6.4. Formes symboliques et sciences de la culture

L'examen de la situation théorique actuelle en sciences cognitives peut conduire à rechercher certaines de leurs conditions déterminantes sur les terrains des sciences sociales et de la culture. Qu’on le voie sous un angle prospectif ou rétrospectif, on nous accordera que cela paraît une suite fort naturelle de tout le cheminement retracé dans ce mémoire.

C’est pourquoi nous avons voulu, avec Jean Lassègue, organiser à l’ENS un séminaire qui reste lié au Département d’Etudes Cognitives de l’École, mais dont le point de vue soit celui d’une anthropologie sémiotique au croisement des sciences de la culture et des sciences cognitives. On y présentera des travaux théoriques et empiriques, non seulement en sciences du langage et en sciences cognitives, mais plus fondamentalement dans les diverses sciences de la culture qui en forment l’horizon déterminant : notamment, anthropologie, paléoanthropologie, éthologie, archéologie, linguistique historique et comparée. Nous avons intitulé ce séminaire Formes symboliques, en réminiscence de Cassirer [75], et nous avons mis en place, en juin 2002, un Comité de participants qui se sont engagés à participer régulièrement aux travaux, ou à organiser des séances (prévues au rythme de deux par mois). En voici la liste : F. Bailly (CNRS), P. Bourgine (CREA), P. Cadiot (Paris 8), J.P. Demoule (Paris 1), J.P. Dupuy (CREA), D. Lestel (ENS), C. Lenay, (UTC Compigne), G. Longo (CNRS-ENS), W. Miskiewicz (CNRS-ENS), B. Pachoud (Paris 7), F. Rastier (CNRS), C. Romano (Paris 4), V. Rosenthal (INSERM), J.M. Salanskis (Paris 10), F. Sebbah (UTC Compiègne), J. Stewart (CNRS), B. Stiegler (IRCAM).

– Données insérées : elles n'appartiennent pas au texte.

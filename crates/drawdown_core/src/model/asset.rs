//! Asset statistics and the universe of assets known to a run

use std::collections::BTreeMap;

use serde::{Deserialize, Serialize};

use super::correlation::CorrelationMatrix;
use super::ids::AssetId;
use crate::error::{ConfigError, StatsError};

/// Trading days used to annualise daily statistics
pub const TRADING_DAYS_PER_YEAR: f64 = 252.0;

/// Largest accepted annual mean log return, in either direction
pub const MAX_ANNUAL_MEAN_RETURN: f64 = 2.0;

/// Largest accepted annual volatility of log returns
pub const MAX_ANNUAL_VOLATILITY: f64 = 3.0;

/// Annualised return statistics of one asset class.
///
/// `mean_return` is the annual mean of log returns and `volatility` the annual
/// standard deviation of log returns. Monthly draws use `mean / 12` and
/// `volatility / sqrt(12)`.
#[derive(Debug, Clone, Copy, PartialEq, Serialize, Deserialize)]
pub struct AssetStats {
    pub mean_return: f64,
    pub volatility: f64,
}

impl AssetStats {
    /// Statistics assumed for `cash` when no data is supplied for it
    pub const CASH_DEFAULT: AssetStats = AssetStats {
        mean_return: 0.02,
        volatility: 0.001,
    };

    #[must_use]
    pub const fn new(mean_return: f64, volatility: f64) -> Self {
        Self {
            mean_return,
            volatility,
        }
    }

    #[must_use]
    pub fn monthly_mean(&self) -> f64 {
        self.mean_return / 12.0
    }

    #[must_use]
    pub fn monthly_volatility(&self) -> f64 {
        self.volatility / 12f64.sqrt()
    }

    pub fn validate(&self, asset: &AssetId) -> Result<(), ConfigError> {
        let invalid = |reason| ConfigError::InvalidAssetStats {
            asset: asset.clone(),
            mean: self.mean_return,
            volatility: self.volatility,
            reason,
        };
        if !self.mean_return.is_finite() {
            return Err(invalid("mean return must be finite"));
        }
        if !self.volatility.is_finite() {
            return Err(invalid("volatility must be finite"));
        }
        if self.volatility < 0.0 {
            return Err(invalid("volatility must be non-negative"));
        }
        // keeps compounded monthly draws far from f64 overflow
        if self.mean_return.abs() > MAX_ANNUAL_MEAN_RETURN {
            return Err(invalid("mean return must be within +/-2.0 per year"));
        }
        if self.volatility > MAX_ANNUAL_VOLATILITY {
            return Err(invalid("volatility must be at most 3.0 per year"));
        }
        Ok(())
    }

    /// Derive annualised statistics from a price series.
    ///
    /// Uses log returns between consecutive prices; the mean is scaled by
    /// `periods_per_year` and the sample standard deviation by its square root.
    pub fn from_prices(
        prices: &[f64],
        periods_per_year: f64,
    ) -> Result<PriceStatistics, StatsError> {
        if !(periods_per_year.is_finite() && periods_per_year > 0.0) {
            return Err(StatsError::InvalidPeriodsPerYear(periods_per_year));
        }
        if prices.len() < 2 {
            return Err(StatsError::TooFewObservations {
                count: prices.len(),
            });
        }
        if let Some((index, &price)) = prices
            .iter()
            .enumerate()
            .find(|(_, p)| !(p.is_finite() && **p > 0.0))
        {
            return Err(StatsError::InvalidPrice { index, price });
        }

        let log_returns: Vec<f64> = prices.windows(2).map(|w| (w[1] / w[0]).ln()).collect();
        let n = log_returns.len() as f64;
        let mean = log_returns.iter().sum::<f64>() / n;
        let variance = if log_returns.len() > 1 {
            log_returns.iter().map(|r| (r - mean).powi(2)).sum::<f64>() / (n - 1.0)
        } else {
            0.0
        };

        let stats = AssetStats::new(
            mean * periods_per_year,
            variance.sqrt() * periods_per_year.sqrt(),
        );
        let sharpe_ratio = if stats.volatility > 0.0 {
            stats.mean_return / stats.volatility
        } else {
            0.0
        };

        Ok(PriceStatistics {
            stats,
            sharpe_ratio,
            observations: log_returns.len(),
        })
    }
}

/// Statistics derived from a price series
#[derive(Debug, Clone, Copy, PartialEq, Serialize, Deserialize)]
pub struct PriceStatistics {
    pub stats: AssetStats,
    pub sharpe_ratio: f64,
    /// Number of returns the statistics were computed from
    pub observations: usize,
}

/// Every asset a run knows about, with an optional correlation structure.
///
/// Without a correlation matrix, monthly returns are drawn independently
/// across assets.
#[derive(Debug, Clone, Default, PartialEq, Serialize, Deserialize)]
pub struct AssetUniverse {
    assets: BTreeMap<AssetId, AssetStats>,
    #[serde(default, skip_serializing_if = "Option::is_none")]
    correlation: Option<CorrelationMatrix>,
}

impl AssetUniverse {
    #[must_use]
    pub fn new() -> Self {
        Self::default()
    }

    #[must_use]
    pub fn with_asset(mut self, id: impl Into<AssetId>, stats: AssetStats) -> Self {
        self.insert(id, stats);
        self
    }

    #[must_use]
    pub fn with_correlation(mut self, correlation: CorrelationMatrix) -> Self {
        self.correlation = Some(correlation);
        self
    }

    pub fn insert(&mut self, id: impl Into<AssetId>, stats: AssetStats) -> Option<AssetStats> {
        self.assets.insert(id.into(), stats)
    }

    pub fn set_correlation(&mut self, correlation: Option<CorrelationMatrix>) {
        self.correlation = correlation;
    }

    #[must_use]
    pub fn get(&self, id: &AssetId) -> Option<&AssetStats> {
        self.assets.get(id)
    }

    #[must_use]
    pub fn contains(&self, id: &AssetId) -> bool {
        self.assets.contains_key(id)
    }

    #[must_use]
    pub fn correlation(&self) -> Option<&CorrelationMatrix> {
        self.correlation.as_ref()
    }

    pub fn iter(&self) -> impl Iterator<Item = (&AssetId, &AssetStats)> {
        self.assets.iter()
    }

    #[must_use]
    pub fn len(&self) -> usize {
        self.assets.len()
    }

    #[must_use]
    pub fn is_empty(&self) -> bool {
        self.assets.is_empty()
    }

    /// Add the default cash statistics if `cash` is not already present
    pub fn ensure_cash(&mut self) {
        self.assets
            .entry(AssetId::cash())
            .or_insert(AssetStats::CASH_DEFAULT);
    }

    /// Apply `f` to every asset's statistics, keeping the correlation structure
    #[must_use]
    pub fn map_stats(&self, f: impl Fn(&AssetId, AssetStats) -> AssetStats) -> Self {
        Self {
            assets: self
                .assets
                .iter()
                .map(|(id, stats)| (id.clone(), f(id, *stats)))
                .collect(),
            correlation: self.correlation.clone(),
        }
    }

    pub fn validate(&self) -> Result<(), ConfigError> {
        for (id, stats) in &self.assets {
            stats.validate(id)?;
        }
        if let Some(correlation) = &self.correlation {
            correlation.validate()?;
        }
        Ok(())
    }
}
//! Monthly withdrawals and contributions

use serde::{Deserialize, Serialize};

use crate::error::ConfigError;

/// When bonus withdrawals are paid
#[derive(Debug, Clone, PartialEq, Eq, Serialize, Deserialize)]
#[serde(tag = "type", rename_all = "snake_case")]
pub enum BonusSchedule {
    /// At the listed 1-based positions of every `cycle`-month cycle
    /// (e.g. months 6 and 12 of each 12-month cycle)
    Recurring { months: Vec<u32>, cycle: u32 },
    /// At the listed 1-based months of the horizon
    Fixed { months: Vec<u32> },
}

impl BonusSchedule {
    /// Extra 13th and 14th monthly payments in June and December
    #[must_use]
    pub fn semiannual() -> Self {
        BonusSchedule::Recurring {
            months: vec![6, 12],
            cycle: 12,
        }
    }

    /// Whether a bonus is paid in the given zero-based month
    #[must_use]
    pub fn pays_in(&self, month_index: usize) -> bool {
        let month = month_index as u64 + 1;
        match self {
            BonusSchedule::Recurring { months, cycle } => {
                let position = (month - 1) % u64::from(*cycle) + 1;
                months.iter().any(|m| u64::from(*m) == position)
            }
            BonusSchedule::Fixed { months } => months.iter().any(|m| u64::from(*m) == month),
        }
    }

    pub fn validate(&self) -> Result<(), ConfigError> {
        match self {
            BonusSchedule::Recurring { months, cycle } => {
                if *cycle == 0 {
                    return Err(ConfigError::InvalidBonusSchedule(
                        "cycle must be at least one month".to_string(),
                    ));
                }
                if let Some(m) = months.iter().find(|m| **m == 0 || **m > *cycle) {
                    return Err(ConfigError::InvalidBonusSchedule(format!(
                        "month {m} is outside a {cycle}-month cycle"
                    )));
                }
            }
            BonusSchedule::Fixed { months } => {
                if months.contains(&0) {
                    return Err(ConfigError::InvalidBonusSchedule(
                        "months are 1-based".to_string(),
                    ));
                }
            }
        }
        Ok(())
    }
}

#[derive(Debug, Clone, PartialEq, Serialize, Deserialize)]
pub struct BonusWithdrawal {
    pub amount: f64,
    pub schedule: BonusSchedule,
}

/// Cash flows applied to every trial
#[derive(Debug, Clone, PartialEq, Serialize, Deserialize)]
pub struct CashFlowSchedule {
    /// Base withdrawal paid every month
    #[serde(default)]
    pub monthly_withdrawal: f64,
    /// Deposit made every month; negative values model recurring outflows such
    /// as taxes
    #[serde(default)]
    pub monthly_contribution: f64,
    #[serde(default, skip_serializing_if = "Option::is_none")]
    pub bonus: Option<BonusWithdrawal>,
    /// Grow withdrawals with the scenario's inflation rate
    #[serde(default)]
    pub inflation_indexed: bool,
}

impl Default for CashFlowSchedule {
    fn default() -> Self {
        Self {
            monthly_withdrawal: 0.0,
            monthly_contribution: 0.0,
            bonus: None,
            inflation_indexed: false,
        }
    }
}

impl CashFlowSchedule {
    pub fn validate(&self) -> Result<(), ConfigError> {
        if !self.monthly_withdrawal.is_finite() || self.monthly_withdrawal < 0.0 {
            return Err(ConfigError::parameter(
                "monthly withdrawal",
                "finite and non-negative",
                self.monthly_withdrawal,
            ));
        }
        if !self.monthly_contribution.is_finite() {
            return Err(ConfigError::parameter(
                "monthly contribution",
                "finite",
                self.monthly_contribution,
            ));
        }
        if let Some(bonus) = &self.bonus {
            if !bonus.amount.is_finite() || bonus.amount < 0.0 {
                return Err(ConfigError::parameter(
                    "bonus withdrawal",
                    "finite and non-negative",
                    bonus.amount,
                ));
            }
            bonus.schedule.validate()?;
        }
        Ok(())
    }
}

/// Amounts moved in one month
#[derive(Debug, Clone, Copy, PartialEq, Serialize)]
pub struct MonthlyCashFlow {
    pub withdrawal: f64,
    pub contribution: f64,
}

/// Cash flow schedule bound to a scenario's inflation rate
#[derive(Debug, Clone, PartialEq)]
pub struct CashFlowModel {
    schedule: CashFlowSchedule,
    inflation_rate: f64,
}

impl CashFlowModel {
    #[must_use]
    pub fn new(schedule: CashFlowSchedule, inflation_rate: f64) -> Self {
        Self {
            schedule,
            inflation_rate,
        }
    }

    #[must_use]
    pub fn schedule(&self) -> &CashFlowSchedule {
        &self.schedule
    }

    /// Factor applied to withdrawals in the given month: `(1 + i)^(m / 12)`,
    /// or 1 when withdrawals are not indexed
    #[must_use]
    pub fn inflation_factor(&self, month_index: usize) -> f64 {
        if self.schedule.inflation_indexed {
            (1.0 + self.inflation_rate).powf(month_index as f64 / 12.0)
        } else {
            1.0
        }
    }

    #[must_use]
    pub fn monthly_cashflow(&self, month_index: usize) -> MonthlyCashFlow {
        let bonus = self
            .schedule
            .bonus
            .as_ref()
            .filter(|b| b.schedule.pays_in(month_index))
            .map_or(0.0, |b| b.amount);

        MonthlyCashFlow {
            withdrawal: (self.schedule.monthly_withdrawal + bonus)
                * self.inflation_factor(month_index),
            contribution: self.schedule.monthly_contribution,
        }
    }
}

#[cfg(test)]
mod tests {
    use super::*;

    fn with_bonus(schedule: BonusSchedule) -> CashFlowSchedule {
        CashFlowSchedule {
            monthly_withdrawal: 1_000.0,
            monthly_contribution: 0.0,
            bonus: Some(BonusWithdrawal {
                amount: 1_000.0,
                schedule,
            }),
            inflation_indexed: false,
        }
    }

    #[test]
    fn test_recurring_bonus_months() {
        let model = CashFlowModel::new(with_bonus(BonusSchedule::semiannual()), 0.0);

        let paid: Vec<usize> = (0..36)
            .filter(|m| model.monthly_cashflow(*m).withdrawal > 1_000.0)
            .map(|m| m + 1)
            .collect();
        assert_eq!(paid, vec![6, 12, 18, 24, 30, 36]);
        assert_eq!(model.monthly_cashflow(5).withdrawal, 2_000.0);
        assert_eq!(model.monthly_cashflow(6).withdrawal, 1_000.0);
    }

    #[test]
    fn test_fixed_bonus_months() {
        let model = CashFlowModel::new(
            with_bonus(BonusSchedule::Fixed {
                months: vec![12, 18],
            }),
            0.0,
        );
        assert_eq!(model.monthly_cashflow(11).withdrawal, 2_000.0);
        assert_eq!(model.monthly_cashflow(17).withdrawal, 2_000.0);
        assert_eq!(model.monthly_cashflow(23).withdrawal, 1_000.0);
    }

    #[test]
    fn test_inflation_indexing() {
        let schedule = CashFlowSchedule {
            monthly_withdrawal: 1_000.0,
            monthly_contribution: 250.0,
            bonus: None,
            inflation_indexed: true,
        };
        let model = CashFlowModel::new(schedule, 0.03);

        assert_eq!(model.monthly_cashflow(0).withdrawal, 1_000.0);
        assert!((model.monthly_cashflow(12).withdrawal - 1_030.0).abs() < 1e-9);
        // contributions are not indexed
        assert_eq!(model.monthly_cashflow(12).contribution, 250.0);
    }

    #[test]
    fn test_unindexed_ignores_inflation() {
        let model = CashFlowModel::new(
            CashFlowSchedule {
                monthly_withdrawal: 500.0,
                ..Default::default()
            },
            0.10,
        );
        assert_eq!(model.monthly_cashflow(60).withdrawal, 500.0);
    }

    #[test]
    fn test_validate() {
        assert!(with_bonus(BonusSchedule::semiannual()).validate().is_ok());
        assert!(
            with_bonus(BonusSchedule::Recurring {
                months: vec![13],
                cycle: 12
            })
            .validate()
            .is_err()
        );
        assert!(
            with_bonus(BonusSchedule::Recurring {
                months: vec![1],
                cycle: 0
            })
            .validate()
            .is_err()
        );
        assert!(with_bonus(BonusSchedule::Fixed { months: vec![0] }).validate().is_err());

        let negative = CashFlowSchedule {
            monthly_withdrawal: -1.0,
            ..Default::default()
        };
        assert!(negative.validate().is_err());
    }
}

Il s’agit donc d’une aventure collective, dont l’histoire reste à écrire. Je ne peux faire mieux ici que reproduire l’argumentaire que nous avons rédigé avec J. Lassègue, pour introduire au séminaire [76]. Le problème de la naturalisation s’y trouve évidemment soulevé.

Argumentaire  

Juste une remarque pour conclure cette section. Cassirer, dans ses écrits sur la Logique des sciences de la culture, et notamment dans l’article « Le problème de la forme et le problème de la cause » souligne que sous les noms de forme et de cause, il convient de comprendre « deux pôles autour desquels se meut notre compréhension du monde » (p. 177). Il recommande de comprendre les limites de l’explication causale, notamment en revenant à ses conditions langagières et herméneutiques, qui la rendent toujours dépendante d’un réseau de significations et d’intentions, qui détermine cela même qui peut être perçu, et doit être expliqué. Il insiste fortement sur la complémentarité irréductible de ces deux modes de connaissance, en le rabattant presque sur une opposition systémique entre synchronie et diachronie (p. 193) : le savoir ne se limite pas à celui des origines et du devenir, il concerne aussi la pure forme de l’existence – du moins ses formes génériques. Or, d’une façon d’ailleurs quelque peu confuse, Cassirer semble placer entièrement le devenir du côté de la cause, et condamner ainsi le mode de compréhension par la forme à ne capter que des articulations statiques, et des types strictement récurrents. Indubitablement, le contexte scientifique contemporain a changé cela : nous disposons à présent de modèles dynamiques qui donnent forme au devenir, et même ont pour objet premier la transformation prise comme telle, la genèse si l’on veut. Toutefois, il ne faut pas en confondre l’apport avec celui d’une explication causale, comme il a été dit déjà plusieurs fois dans ce mémoire. Dans bien des cas, la genèse modélisée reflète un a priori de l’engendrement de notre compréhension par participation réciproque de différentes phases (parfois bien matérialisées et localisées, comme dans une explication physique et causale stricto sensu). Cette genèse renvoie à un temps génétique, constitutif de ces nouvelles herméneutiques scientifiques, qui signifie qu’aucun moment n’est tout à fait premier, ni fondé par lui-même, mais qu’il provient toujours, non seulement d’un co-engendrement par les autres moments modélisés, mais aussi d’une production, d’une transmission laissées dans l’ombre par le modèle, et qu’un autre travail pourra éclairer, à la condition de susciter à son tour une ombre ailleurs.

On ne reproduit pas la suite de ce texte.